Recipe 4: Reset all tc rules on an interface

bash
# Delete root qdisc (this cascades and removes all classes and filters)
tc qdisc del dev eth0 root 2>/dev/null

# Delete ingress qdisc (separate from root)
tc qdisc del dev eth0 handle ffff: ingress 2>/dev/null

# Reset ifb0 too if used for ingress shaping
tc qdisc del dev ifb0 root 2>/dev/null
ip link set dev ifb0 down 2>/dev/null

# Verify the interface is back to the default pfifo_fast or fq_codel
tc qdisc show dev eth0
Reference cheat sheet
reference

Show commands

tc qdisc show dev eth0
tc -s qdisc show dev eth0
tc class show dev eth0
tc filter show dev eth0
tc -s -d qdisc show dev eth0

netem one-liners

tc qdisc add dev eth0 root netem delay 100ms
tc qdisc add dev eth0 root netem delay 100ms 20ms 25%
tc qdisc add dev eth0 root netem loss 1%
tc qdisc add dev eth0 root netem corrupt 0.1%
tc qdisc add dev eth0 root netem duplicate 1%

tbf one-liners

tc qdisc add dev eth0 root tbf rate 1mbit burst 32kbit latency 400ms
tc qdisc add dev eth0 root tbf rate 512kbit burst 16kbit latency 50ms
tc qdisc change dev eth0 root tbf rate 2mbit burst 32kbit latency 400ms

HTB skeleton

tc qdisc add dev eth0 root handle 1: htb default 99
tc class add dev eth0 parent 1: classid 1:1 htb rate 100mbit
tc class add dev eth0 parent 1:1 classid 1:10 htb rate 10mbit ceil 100mbit prio 1
tc class add dev eth0 parent 1:1 classid 1:99 htb rate 90mbit ceil 100mbit prio 2
tc filter add dev eth0 protocol ip parent 1: prio 1 u32 match ip dport 22 0xffff flowid 1:10

cake one-liners

tc qdisc add dev eth0 root cake bandwidth 100mbit
tc qdisc add dev eth0 root cake bandwidth 95mbit nat dual-srchost diffserv4
tc qdisc add dev ifb0 root cake bandwidth 50mbit ingress dual-dsthost

Reset interface

tc qdisc del dev eth0 root 2>/dev/null
tc qdisc del dev eth0 handle ffff: ingress 2>/dev/null
tc qdisc del dev ifb0 root 2>/dev/null
ip link set dev ifb0 down 2>/dev/null

Changes are not persistentAll tc rules are lost on reboot or when the network interface is restarted.
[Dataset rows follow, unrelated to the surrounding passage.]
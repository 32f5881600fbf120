//! Troubleshooting checklist generation.
//!
//! Turns a fault code (plus optional manual text for context) into a
//! structured step-by-step checklist, in Greek or English. Uses the same
//! backing-model discovery and JSON-mode call path as the classifier.

use serde::{Deserialize, Serialize};

use crate::classify::extract::extract_json_object;
use crate::classify::gemini::{GeminiClient, Part};
use crate::config::LibraryConfig;
use crate::error::ClassifyError;

/// Output cap for checklist answers; a checklist is a page, not a manual.
const CHECKLIST_MAX_TOKENS: u32 = 2000;

/// Manual-context cap passed along with the fault code.
const CONTEXT_LIMIT: usize = 5000;

/// Language the checklist text is written in.
#[derive(Debug, Clone, Copy, PartialEq, Eq)]
pub enum ChecklistLanguage {
    Greek,
    English,
}

impl ChecklistLanguage {
    fn prompt_name(self) -> &'static str {
        match self {
            ChecklistLanguage::Greek => "GREEK (Ελληνικά)",
            ChecklistLanguage::English => "ENGLISH",
        }
    }
}

/// One binary check or action in a checklist.
#[derive(Debug, Clone, Serialize, Deserialize)]
pub struct ChecklistStep {
    pub id: u32,
    pub action: String,
    #[serde(default)]
    pub question: String,
    #[serde(default)]
    pub tip: String,
}

/// A generated troubleshooting checklist.
#[derive(Debug, Clone, Serialize, Deserialize)]
pub struct Checklist {
    pub title: String,
    pub steps: Vec<ChecklistStep>,
}

/// Generates diagnostic checklists through the classification provider.
pub struct DiagnosticsService {
    client: GeminiClient,
}

impl DiagnosticsService {
    pub fn new(client: GeminiClient) -> Self {
        Self { client }
    }

    pub fn from_config(config: &LibraryConfig) -> Result<Self, ClassifyError> {
        Ok(Self::new(GeminiClient::from_config(config)?))
    }

    /// Build a checklist for a fault code.
    ///
    /// `manual_context` is the relevant manual text when the caller has it;
    /// it is capped before sending. One call, no retry; a failure is the
    /// caller's to surface.
    pub async fn generate_checklist(
        &self,
        fault_code: &str,
        manual_context: &str,
        lang: ChecklistLanguage,
    ) -> Result<Checklist, ClassifyError> {
        let prompt = checklist_prompt(fault_code, manual_context, lang);
        let text = self
            .client
            .generate_json(vec![Part::text(prompt)], CHECKLIST_MAX_TOKENS)
            .await?;
        parse_checklist(&text)
    }
}

fn checklist_prompt(fault_code: &str, manual_context: &str, lang: ChecklistLanguage) -> String {
    let context: String = manual_context.chars().take(CONTEXT_LIMIT).collect();
    let target_lang = lang.prompt_name();

    format!(
        r#"ROLE: You are an expert HVAC field technician.
TASK: Create a strictly structured troubleshooting checklist for the following issue.

ISSUE/ERROR CODE: {fault_code}
MANUAL CONTEXT: {context}

CRITICAL LANGUAGE INSTRUCTION:
The user speaks {target_lang}.
You MUST output all text values (title, action, question, tip) in {target_lang}.
Translate technical terms where appropriate for a technician, but keep error codes intact.

REQUIREMENTS:
1. Break the solution into logical, sequential steps.
2. Each step must be a binary check (yes/no) or an action.
3. OUTPUT FORMAT: pure JSON only, no markdown.

JSON STRUCTURE:
{{
  "title": "Diagnosis title",
  "steps": [
    {{"id": 1, "action": "What to do", "question": "Question for the user", "tip": "Helpful tip"}}
  ]
}}"#
    )
}

fn parse_checklist(text: &str) -> Result<Checklist, ClassifyError> {
    let json = extract_json_object(text).map_err(ClassifyError::Parse)?;
    let checklist: Checklist =
        serde_json::from_str(&json).map_err(|e| ClassifyError::Parse(e.to_string()))?;
    if checklist.steps.is_empty() {
        return Err(ClassifyError::Parse("checklist has no steps".to_string()));
    }
    Ok(checklist)
}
To make rules persistent, add them to a startup script, a /etc/network/if-up.d/ hook, or a systemd service unit that runs ExecStart after networking is up.
Useful tc flagsRun tc -s to add statistics (bytes, packets, drops, overlimits) to any show command. Add -d for more detail (options and internal state). Add -p to pretty-print filter selectors.